[Dataset records]
== Segment start ==
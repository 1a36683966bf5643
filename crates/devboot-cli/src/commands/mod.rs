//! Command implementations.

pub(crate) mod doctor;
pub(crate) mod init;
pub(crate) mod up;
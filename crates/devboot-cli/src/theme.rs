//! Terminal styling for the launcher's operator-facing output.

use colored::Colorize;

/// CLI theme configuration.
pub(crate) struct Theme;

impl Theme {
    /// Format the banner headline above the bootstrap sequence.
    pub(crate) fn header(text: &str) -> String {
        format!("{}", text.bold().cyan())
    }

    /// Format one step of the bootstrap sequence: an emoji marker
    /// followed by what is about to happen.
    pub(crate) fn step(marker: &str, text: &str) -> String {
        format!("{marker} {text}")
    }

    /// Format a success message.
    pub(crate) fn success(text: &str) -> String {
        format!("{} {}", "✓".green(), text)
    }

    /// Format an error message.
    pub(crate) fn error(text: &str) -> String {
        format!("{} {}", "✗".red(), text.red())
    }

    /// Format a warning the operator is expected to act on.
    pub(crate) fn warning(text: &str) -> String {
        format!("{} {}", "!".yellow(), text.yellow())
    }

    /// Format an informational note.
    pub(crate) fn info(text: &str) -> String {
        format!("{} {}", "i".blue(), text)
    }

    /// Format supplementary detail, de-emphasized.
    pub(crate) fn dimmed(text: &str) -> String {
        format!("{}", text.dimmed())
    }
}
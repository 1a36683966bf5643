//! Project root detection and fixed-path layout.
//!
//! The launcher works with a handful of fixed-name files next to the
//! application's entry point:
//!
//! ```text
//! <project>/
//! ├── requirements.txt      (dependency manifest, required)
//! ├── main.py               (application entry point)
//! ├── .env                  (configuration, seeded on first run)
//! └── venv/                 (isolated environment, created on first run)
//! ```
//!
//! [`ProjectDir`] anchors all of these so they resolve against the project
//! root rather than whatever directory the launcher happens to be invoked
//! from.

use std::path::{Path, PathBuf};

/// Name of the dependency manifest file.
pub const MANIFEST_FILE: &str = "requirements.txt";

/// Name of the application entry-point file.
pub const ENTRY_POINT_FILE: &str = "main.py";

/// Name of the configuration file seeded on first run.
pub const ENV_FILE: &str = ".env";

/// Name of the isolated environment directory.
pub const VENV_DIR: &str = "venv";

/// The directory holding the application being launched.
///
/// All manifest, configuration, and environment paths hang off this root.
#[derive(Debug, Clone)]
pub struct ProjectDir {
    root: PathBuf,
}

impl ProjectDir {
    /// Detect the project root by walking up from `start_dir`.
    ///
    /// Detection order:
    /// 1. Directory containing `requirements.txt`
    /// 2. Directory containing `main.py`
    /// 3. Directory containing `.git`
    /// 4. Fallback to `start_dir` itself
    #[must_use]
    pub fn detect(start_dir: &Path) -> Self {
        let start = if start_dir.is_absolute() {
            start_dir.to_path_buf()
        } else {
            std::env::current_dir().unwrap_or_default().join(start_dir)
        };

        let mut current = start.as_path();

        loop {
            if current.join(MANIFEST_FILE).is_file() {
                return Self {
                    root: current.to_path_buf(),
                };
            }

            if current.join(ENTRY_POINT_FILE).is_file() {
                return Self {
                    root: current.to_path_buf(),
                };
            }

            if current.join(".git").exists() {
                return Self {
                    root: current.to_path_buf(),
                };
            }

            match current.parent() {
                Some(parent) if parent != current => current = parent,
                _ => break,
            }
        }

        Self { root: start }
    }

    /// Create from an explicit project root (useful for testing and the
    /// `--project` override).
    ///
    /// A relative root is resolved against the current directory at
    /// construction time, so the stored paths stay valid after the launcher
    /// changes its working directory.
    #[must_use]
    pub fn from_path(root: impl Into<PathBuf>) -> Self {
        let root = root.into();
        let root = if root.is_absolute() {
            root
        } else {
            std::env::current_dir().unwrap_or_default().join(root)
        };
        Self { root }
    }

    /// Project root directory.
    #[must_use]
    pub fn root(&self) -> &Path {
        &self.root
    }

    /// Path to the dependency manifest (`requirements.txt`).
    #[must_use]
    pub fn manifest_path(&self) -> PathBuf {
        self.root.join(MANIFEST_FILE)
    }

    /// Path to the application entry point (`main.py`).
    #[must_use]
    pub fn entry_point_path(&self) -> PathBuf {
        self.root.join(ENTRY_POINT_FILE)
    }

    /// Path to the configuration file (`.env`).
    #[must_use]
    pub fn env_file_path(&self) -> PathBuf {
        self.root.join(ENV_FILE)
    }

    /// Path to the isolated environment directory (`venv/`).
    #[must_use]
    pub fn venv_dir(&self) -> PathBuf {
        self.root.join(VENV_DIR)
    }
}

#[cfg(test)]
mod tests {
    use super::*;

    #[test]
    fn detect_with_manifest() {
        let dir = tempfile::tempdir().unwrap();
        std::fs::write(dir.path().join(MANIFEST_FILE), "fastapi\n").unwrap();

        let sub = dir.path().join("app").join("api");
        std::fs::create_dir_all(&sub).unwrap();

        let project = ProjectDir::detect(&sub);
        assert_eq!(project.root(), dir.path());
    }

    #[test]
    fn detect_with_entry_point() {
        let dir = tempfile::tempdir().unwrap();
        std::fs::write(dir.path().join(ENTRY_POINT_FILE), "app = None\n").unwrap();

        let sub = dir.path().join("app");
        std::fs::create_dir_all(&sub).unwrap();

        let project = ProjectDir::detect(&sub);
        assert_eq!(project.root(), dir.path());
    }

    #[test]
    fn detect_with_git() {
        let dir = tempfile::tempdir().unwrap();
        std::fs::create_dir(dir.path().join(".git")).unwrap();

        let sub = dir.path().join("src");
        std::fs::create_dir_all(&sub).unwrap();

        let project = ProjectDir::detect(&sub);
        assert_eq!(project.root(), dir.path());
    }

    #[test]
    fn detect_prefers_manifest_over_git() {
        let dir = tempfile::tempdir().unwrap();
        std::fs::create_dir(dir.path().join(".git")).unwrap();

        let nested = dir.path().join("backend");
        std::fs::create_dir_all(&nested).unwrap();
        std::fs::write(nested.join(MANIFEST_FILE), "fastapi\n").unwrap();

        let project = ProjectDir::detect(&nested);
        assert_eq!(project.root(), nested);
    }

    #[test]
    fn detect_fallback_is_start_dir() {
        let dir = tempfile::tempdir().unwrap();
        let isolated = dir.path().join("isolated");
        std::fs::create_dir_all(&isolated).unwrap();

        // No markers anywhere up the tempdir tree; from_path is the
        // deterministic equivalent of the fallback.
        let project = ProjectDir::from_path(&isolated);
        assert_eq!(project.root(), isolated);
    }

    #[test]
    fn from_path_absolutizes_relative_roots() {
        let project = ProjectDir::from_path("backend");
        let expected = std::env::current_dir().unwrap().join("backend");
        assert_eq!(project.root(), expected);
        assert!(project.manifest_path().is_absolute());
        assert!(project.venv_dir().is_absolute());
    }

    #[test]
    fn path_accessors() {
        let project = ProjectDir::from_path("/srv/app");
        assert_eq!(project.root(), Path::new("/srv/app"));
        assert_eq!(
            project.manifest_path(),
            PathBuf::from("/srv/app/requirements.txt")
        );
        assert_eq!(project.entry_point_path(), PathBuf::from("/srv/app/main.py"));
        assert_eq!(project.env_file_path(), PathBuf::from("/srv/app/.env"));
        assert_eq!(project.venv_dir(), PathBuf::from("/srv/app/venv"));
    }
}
== Segment end ==
WORK INSTRUCTIONS:
Pick out and copy the lines of the entries that hold the string "dimmed".

EXERCISE OUTPUT:
    pub(crate) fn dimmed(text: &str) -> String {
        format!("{}", text.dimmed())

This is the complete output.